/ Como se Desenha uma Investigação

Relatar a experiência de gravidez, parto e pós-parto de mulheres negras e afrodescendentes para chamar a atenção para o racismo nos cuidados de saúde

Começou por querer ser professora, mas as dimensões social e cultural da Antropologia acabaram por despoletar na Laura Brito a curiosidade pela investigação. Hoje, a estudante do doutoramento em Pós-Colonialismos e Cidadania Global, que resulta de parceria entre o Centro de Estudos Sociais da Universidade de Coimbra e a Faculdade de Economia da Universidade de Coimbra, encontra-se a desenvolver o projeto de doutoramento Interseção de raça, género e classe - uma análise das experiências de gravidez, parto e pós-parto das mães negras e afrodescendentes em Lisboa, orientado por João Arriscado Nunes e coorientado por Susana Noronha. Apesar de ser uma investigação que toca em memórias traumáticas das mulheres inquiridas, é também um espaço onde estas mulheres se sentem seguras para falar do seu sofrimento e das suas histórias de vida, sabendo que as suas palavras são escutadas, mas, acima de tudo, utilizadas para dar voz a esta realidade.

És formada em Antropologia e estás a frequentar um doutoramento na área da Sociologia e do Pós-Colonialismo. Como é que surge esta mudança de área de estudo e investigação?

Gostava de dizer que isto tem um fundamento um bocadinho mais concreto, mas, na verdade, é uma sucessão de azares, que, na realidade, para mim foram sortes. Quando acabei o mestrado, o meu orientador da dissertação, o doutor Jorge Varanda, convidou-me para fazer parte de um projeto de curta duração para a recuperação do arquivo da Companhia de Diamantes de Angola. O trabalho não passava apenas pela reparação da parte documental (estávamos a fazer digitalização e análise de documentos), tinha também um trabalho de fundo sobre o contexto. E foi a partir daí que comecei a ter contacto com a Sociologia e com o Pós-Colonismo, muito embora nessa altura não fizesse essa associação, porque há uma certa separação entre aquilo que estudamos na Antropologia em relação ao colonismo daquilo que se estuda na Sociologia.

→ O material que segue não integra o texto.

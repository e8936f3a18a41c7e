//! Question Entity

use chrono::{DateTime, Utc};
use kernel::id::{QuestionId, UserId};

#[derive(Debug, Clone, PartialEq, Eq)]
pub struct Question {
    pub question_id: QuestionId,
    pub content: String,
    pub created_at: DateTime<Utc>,
    /// Owner, fixed at creation
    pub user_id: UserId,
}

impl Question {
    pub fn new(content: impl Into<String>, owner: UserId) -> Self {
        Self {
            question_id: QuestionId::new(),
            content: content.into(),
            created_at: Utc::now(),
            user_id: owner,
        }
    }

    /// Replace the content; the creation time is kept
    pub fn edit(&mut self, content: impl Into<String>) {
        self.content = content.into();
    }
}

Depois dessa bolsa ter terminado, tive de procurar outras oportunidades e abriu uma bolsa, à qual me candidatei, no Centro de Estudos Sociais da Universidade de Coimbra para o projeto ETHOS - Towards the European Theory of Justice and Fairness, sobre a noção de justiça de uma forma alargada, não justiça formal. A ideia passava por entender – em articulação com outros cinco países da Europa – a noção de justiça na realidade das pessoas e como é que a crise económica de 2008-2018 afetou a perspetiva que a pessoas têm relativamente à justiça e ao acesso a ela. Este projeto tinha uma abordagem a partir das Epistemologias do Sul e toda essa componente teórica e filosófica foi aplicada aos nossos estudos de caso. A partir daí, comecei a banhar-me muito nesse mundo. E calhou que no momento em que acabava essa bolsa iniciava o programa de doutoramento que frequento. Concorri à atribuição de bolsas de doutoramento da Fundação para a Ciência e a Tecnologia (FCT), consegui bolsa e conforme acabo a bolsa no projeto de investigação ETHOS começo o doutoramento.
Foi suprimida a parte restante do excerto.